Salvatore Volpe, Respondent.


Andrew Colleran, appellant pro se. Puleo Delisle, PLLC (Edward C. Hansen, Esq.), for respondent (no brief filed).

Appeal from a judgment of the District Court of Suffolk County, Second District (Kenneth J. Lauri, J.), entered September 10, 2024. The judgment, after a nonjury trial, dismissed the action.

ORDERED that the judgment is affirmed, without costs.
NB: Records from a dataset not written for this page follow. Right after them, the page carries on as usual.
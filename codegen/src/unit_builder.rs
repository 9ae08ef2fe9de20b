//! Serializer unit construction for a single root type

use std::fmt::Display;

use error_stack::Report;
use serde::Serialize;

use crate::error::{Error, Result};
use crate::generator::{
    EmitState, GenerateContext, GeneratorRegistry, SupportLevel, ValueRef, build_object_function,
};
use crate::ir::{UnitIr, ValueExpr};
use crate::type_descriptor::TypeDescriptor;

/// Fully-qualified identifier of a generated unit
#[derive(Debug, Clone, PartialEq, Eq, Hash, PartialOrd, Ord, Serialize)]
#[serde(transparent)]
pub struct UnitId(String);

impl UnitId {
    /// Wrap an already-qualified identifier
    #[must_use]
    pub fn new(id: impl Into<String>) -> Self { Self(id.into()) }

    /// The identifier as written in the manifest
    #[must_use]
    pub fn as_str(&self) -> &str { &self.0 }

    /// Last dot-separated segment
    #[must_use]
    pub fn simple_name(&self) -> &str {
        self.0.rsplit_once('.').map_or(self.0.as_str(), |(_, name)| name)
    }

    /// Name of the emitted source file without extension
    ///
    /// Lowercase, so two ids differing only in case share a stem. Unit naming keeps stems
    /// unique within a run.
    #[must_use]
    pub fn file_stem(&self) -> String { self.0.replace(['.', '$'], "_").to_lowercase() }
}

impl Display for UnitId {
    fn fmt(&self, f: &mut std::fmt::Formatter<'_>) -> std::fmt::Result { write!(f, "{}", self.0) }
}

/// A generated serializer for one root type
#[derive(Debug, Clone, PartialEq, Eq, Serialize)]
pub struct SerializerUnit {
    /// Unique unit id
    pub id:        UnitId,
    /// Root type written by the unit
    pub root_type: TypeDescriptor,
    /// Never [`SupportLevel::Unsupported`]
    pub support:   SupportLevel,
    /// Routine lowered by a backend
    pub ir:        UnitIr,
}

impl SerializerUnit {
    /// Whether some leaf is written by the reflective writer at runtime
    #[must_use]
    pub const fn needs_reflection(&self) -> bool { self.support.needs_reflection() }
}

/// Builds serializer units against a shared registry
pub struct UnitBuilder<'a> {
    registry: &'a GeneratorRegistry,
}

impl<'a> UnitBuilder<'a> {
    /// Builder resolving generators through `registry`
    #[must_use]
    pub const fn new(registry: &'a GeneratorRegistry) -> Self { Self { registry } }

    /// Build the unit for `root`, or `None` when it cannot be serialized statically
    ///
    /// A root class missing from the type index aborts with
    /// [`Error::ClassNotFound`]; any other unsupported root is skipped.
    ///
    /// # Errors
    ///
    /// Returns an error if:
    /// - the root class is missing from the type index
    /// - generation disagrees with the support decision for some nested type
    pub fn build(&self, root: &TypeDescriptor, id: UnitId) -> Result<Option<SerializerUnit>> {
        if let TypeDescriptor::Class(name) = root
            && !name.is_platform()
            && self.registry.index().class(name).is_none()
        {
            return Err(
                Report::new(Error::class_not_found(name)).attach(format!("Root type of unit {id}"))
            );
        }

        let resolution = self.registry.resolve(root)?;
        if let Some(reason) = resolution.support.reason() {
            tracing::debug!(root = %root, %reason, "Root type is not statically serializable");
            return Ok(None);
        }
        let generator = resolution
            .generator
            .ok_or_else(|| Report::new(Error::generator_mismatch("root", root)))?
            .generator();

        let value = ValueRef::new(ValueExpr::Root, root.clone());
        let ctx = GenerateContext::for_root(root, &value, self.registry);
        let mut state = EmitState::default();
        let entry = generator.generate_not_null(&ctx, &mut state)?;

        let mut functions = Vec::new();
        while let Some(class) = state.next_pending() {
            functions.push(build_object_function(&class, &ctx, &mut state)?);
        }

        let ir = UnitIr { entry, functions };
        let support = resolution.support.level();
        if (ir.unhandled_count() > 0) != support.needs_reflection() {
            return Err(Report::new(Error::InternalConsistency(format!(
                "Unit {id} has {} reflective leaves but support level {support}",
                ir.unhandled_count()
            ))));
        }

        tracing::debug!(
            unit = %id,
            root = %root,
            %support,
            functions = ir.functions.len(),
            "Built serializer unit"
        );
        Ok(Some(SerializerUnit {
            id,
            root_type: root.clone(),
            support,
            ir,
        }))
    }
}
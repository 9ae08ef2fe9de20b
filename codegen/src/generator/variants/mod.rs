//! Generator variants, one per type shape

mod boxed;
mod collection;
mod date;
mod map;
mod object;
mod optional;
mod primitive;
mod string;
mod unhandled;

pub use boxed::BoxedGenerator;
pub use collection::CollectionGenerator;
pub use date::DateGenerator;
use error_stack::Report;
pub use map::MapGenerator;
pub use object::{ObjectGenerator, build_object_function};
pub use optional::OptionalGenerator;
pub use primitive::PrimitiveGenerator;
pub use string::StringGenerator;
pub use unhandled::UnhandledGenerator;

use super::context::ValueRef;
use super::registry::GeneratorRegistry;
use super::{GeneratorKind, TypeSerializerGenerator};
use crate::error::{Error, Result};
use crate::type_descriptor::TypeDescriptor;

/// The generator for a nested type that probing already reported as supported
fn required_generator(
    registry: &GeneratorRegistry,
    ty: &TypeDescriptor,
    what: &str,
) -> Result<&'static dyn TypeSerializerGenerator> {
    registry
        .corresponding_generator(ty)?
        .map(GeneratorKind::generator)
        .ok_or_else(|| Report::new(Error::generator_mismatch(what, ty)))
}

/// Element type of the container held by `value`
fn element_of(value: &ValueRef) -> Result<TypeDescriptor> {
    value
        .declared
        .element_type()
        .ok_or_else(|| Report::new(Error::generator_mismatch("element", &value.declared)))
}
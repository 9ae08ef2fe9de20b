//! Candidate root types taken from endpoint return types

use super::CandidateSource;
use crate::type_descriptor::{TypeDescriptor, TypeKind};
use crate::type_index::TypeIndex;

/// Candidates derived from the endpoints recorded in the type index
///
/// A plain class return type is a candidate itself. A collection return type contributes
/// its element class; the collection stays with the default serializer. Platform classes
/// (`java.lang` and the rest of `java.*`), primitives and everything else are left alone.
pub struct ReturnTypeCandidates<'a> {
    index: &'a TypeIndex,
}

impl<'a> ReturnTypeCandidates<'a> {
    /// Candidates of `index`
    #[must_use]
    pub const fn new(index: &'a TypeIndex) -> Self { Self { index } }
}

fn needs_serializer(ty: &TypeDescriptor) -> bool {
    matches!(ty, TypeDescriptor::Class(name) if !name.is_platform())
        && ty.kind() == TypeKind::PlainClass
}

impl CandidateSource for ReturnTypeCandidates<'_> {
    fn candidate_root_types(&self) -> Vec<TypeDescriptor> {
        self.index
            .endpoints()
            .iter()
            .filter_map(|endpoint| {
                let return_type = &endpoint.return_type;
                if needs_serializer(return_type) {
                    return Some(return_type.clone());
                }
                if return_type.kind() == TypeKind::Collection {
                    return return_type.element_type().filter(needs_serializer);
                }
                tracing::trace!(endpoint = %endpoint.name, %return_type, "Return type is not a candidate");
                None
            })
            .collect()
    }

    fn has_custom_contract_handler(&self) -> bool { self.index.custom_handlers().contract }

    fn has_custom_type_handler(&self, ty: &TypeDescriptor) -> bool {
        ty.class_name()
            .is_some_and(|name| self.index.custom_handlers().types.contains(name))
    }
}

#[cfg(test)]
#[allow(clippy::expect_used, reason = "test assertions")]
mod tests {
    use serde_json::json;

    use super::*;

    #[test]
    fn test_candidates_from_return_types() {
        let index = TypeIndex::from_value(json!({
            "endpoints": [
                { "name": "person", "return_type": "com.acme.Person" },
                { "name": "people", "return_type": "java.util.List<com.acme.Address>" },
                { "name": "names", "return_type": "java.util.List<java.lang.String>" },
                { "name": "count", "return_type": "int" },
                { "name": "message", "return_type": "java.lang.String" },
                { "name": "lookup", "return_type": "java.util.Map<java.lang.String, com.acme.Person>" },
                { "name": "matrix", "return_type": "com.acme.Cell[]" },
            ],
            "custom_handlers": { "types": ["com.acme.Person"] },
        }))
        .expect("index should load");

        let source = ReturnTypeCandidates::new(&index);
        assert_eq!(source.candidate_root_types(), vec![
            TypeDescriptor::class("com.acme.Person"),
            TypeDescriptor::class("com.acme.Address"),
        ]);
        assert!(source.has_custom_type_handler(&TypeDescriptor::class("com.acme.Person")));
        assert!(!source.has_custom_type_handler(&TypeDescriptor::class("com.acme.Address")));
        assert!(!source.has_custom_contract_handler());
    }
}
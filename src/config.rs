use eyre::{Result, WrapErr, ensure};
use serde::Deserialize;
use std::fs;
use std::path::{Path, PathBuf};

#[derive(Debug, Deserialize)]
pub struct Config {
    #[serde(default)]
    pub matcher: MatcherConfig,
    pub loader: LoaderConfig,
}

impl Config {
    pub fn load(file_name: &Path) -> Result<Config> {
        let content = fs::read_to_string(file_name)
            .wrap_err_with(|| format!("cannot load configuration file {}", file_name.display()))?;
        Self::parse(&content)
            .wrap_err_with(|| format!("invalid configuration file {}", file_name.display()))
    }

    pub fn parse(content: &str) -> Result<Config> {
        let config: Config = toml::from_str(content)?;
        config.matcher.validate()?;
        Ok(config)
    }
}

/// How incomplete preference lists are padded.
#[derive(Clone, Copy, Debug, Default, Deserialize, Eq, PartialEq)]
#[serde(rename_all = "kebab-case")]
pub enum PaddingPolicy {
    /// Append the least popular workshops not listed yet.
    #[default]
    LeastPopular,
    /// Append "no preference" markers.
    Placeholder,
}

/// How the session of a workshop is chosen for a student.
#[derive(Clone, Copy, Debug, Default, Deserialize, Eq, PartialEq)]
#[serde(rename_all = "kebab-case")]
pub enum SlotPolicy {
    /// Least filled session among those whose time slot is free.
    #[default]
    LeastFull,
    /// Session at the student's first free time slot, without searching.
    /// Workshops are assigned in preference order, so as long as no
    /// assignment fails the n-th assigned preference lands at time slot n.
    /// Unlike a strict "slot = preference rank" rule, a student whose
    /// earlier preference could not be assigned still gets the next free
    /// slot rather than leaving it empty.
    PreferenceOrder,
}

#[derive(Clone, Debug, Deserialize)]
#[serde(default, deny_unknown_fields)]
pub struct MatcherConfig {
    pub sessions_per_workshop: usize,
    pub minimum_workshop_fill: f64,
    pub required_preferences: usize,
    /// Score of an assignment by preference rank (lower is better).
    pub scorer_points: Vec<u32>,
    pub unpreferred_score: u32,
    /// Popularity given to a workshop by preference rank.
    pub popularity_points: Vec<u32>,
    pub padding: PaddingPolicy,
    pub slot_selection: SlotPolicy,
    pub seed: Option<u64>,
}

impl Default for MatcherConfig {
    fn default() -> Self {
        MatcherConfig {
            sessions_per_workshop: 3,
            minimum_workshop_fill: 0.7,
            required_preferences: 6,
            scorer_points: vec![1, 3, 5, 10, 11, 12],
            unpreferred_score: 20,
            popularity_points: vec![1, 1, 1, 1, 1, 1],
            padding: PaddingPolicy::default(),
            slot_selection: SlotPolicy::default(),
            seed: None,
        }
    }
}

impl MatcherConfig {
    pub fn validate(&self) -> Result<()> {
        ensure!(
            self.sessions_per_workshop > 0,
            "matcher.sessions_per_workshop must be positive"
        );
        ensure!(
            self.minimum_workshop_fill > 0.0 && self.minimum_workshop_fill <= 1.0,
            "matcher.minimum_workshop_fill must be in (0, 1], got {}",
            self.minimum_workshop_fill
        );
        ensure!(
            self.required_preferences > 0,
            "matcher.required_preferences must be positive"
        );
        ensure!(
            self.scorer_points.len() >= self.required_preferences,
            "matcher.scorer_points has {} entries for {} required preferences",
            self.scorer_points.len(),
            self.required_preferences
        );
        ensure!(
            self.popularity_points.len() >= self.required_preferences,
            "matcher.popularity_points has {} entries for {} required preferences",
            self.popularity_points.len(),
            self.required_preferences
        );
        Ok(())
    }

    /// Score of a student who got none of their preferences.
    pub fn worst_score(&self) -> u32 {
        self.unpreferred_score * self.sessions_per_workshop as u32
    }
}

#[derive(Debug, Deserialize)]
#[serde(tag = "kind", rename_all = "lowercase")]
pub enum LoaderConfig {
    Csv(CsvConfig),
    Database(DatabaseConfig),
}

#[derive(Clone, Debug, Deserialize)]
pub struct CsvConfig {
    pub workshops: PathBuf,
    pub responses: PathBuf,
    pub preassigned: Option<PathBuf>,
    #[serde(default = "default_schedule")]
    pub schedule: PathBuf,
    pub fill_report: Option<PathBuf>,
}

fn default_schedule() -> PathBuf {
    PathBuf::from("schedule.csv")
}

#[derive(Clone, Debug, Deserialize)]
pub struct DatabaseConfig {
    pub url: String,
}
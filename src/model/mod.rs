pub use self::errors::MatchError;
pub use self::session::Session;
pub use self::student::{Student, StudentId};
pub use self::workshop::{Workshop, WorkshopId};

mod errors;
mod session;
mod student;
mod workshop;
Plaintiff commenced this small claims action to recover the principal sum of $5,000. At a nonjury trial, plaintiff testified that, after the sale of his home to defendant had closed, plaintiff remained in occupancy for 20 days pursuant to a possession agreement. The possession agreement provided that $10,000 of the purchase price was to be held in escrow, and that plaintiff was to pay defendant's per diem mortgage interest and taxes for the period while plaintiff was in occupancy, which sum would be deducted from the escrow amount and paid to defendant along with the costs of any damages caused to the property. Plaintiff testified that, during the 20 days of his occupancy, defendant and his contractors entered the premises, demolished the bathroom and discarded his personal belongings, which belongings, he estimated, cost $1,283. Plaintiff testified that, after he vacated the premises, he released $900 to defendant from the amount that had been held in escrow. Defendant testified that $1,996.80 should have been due for the 20 days plaintiff remained in occupancy, but that, under the circumstances, he accepted the lower amount. After the trial, the District Court (Kenneth J. Lauri, J.) dismissed the action.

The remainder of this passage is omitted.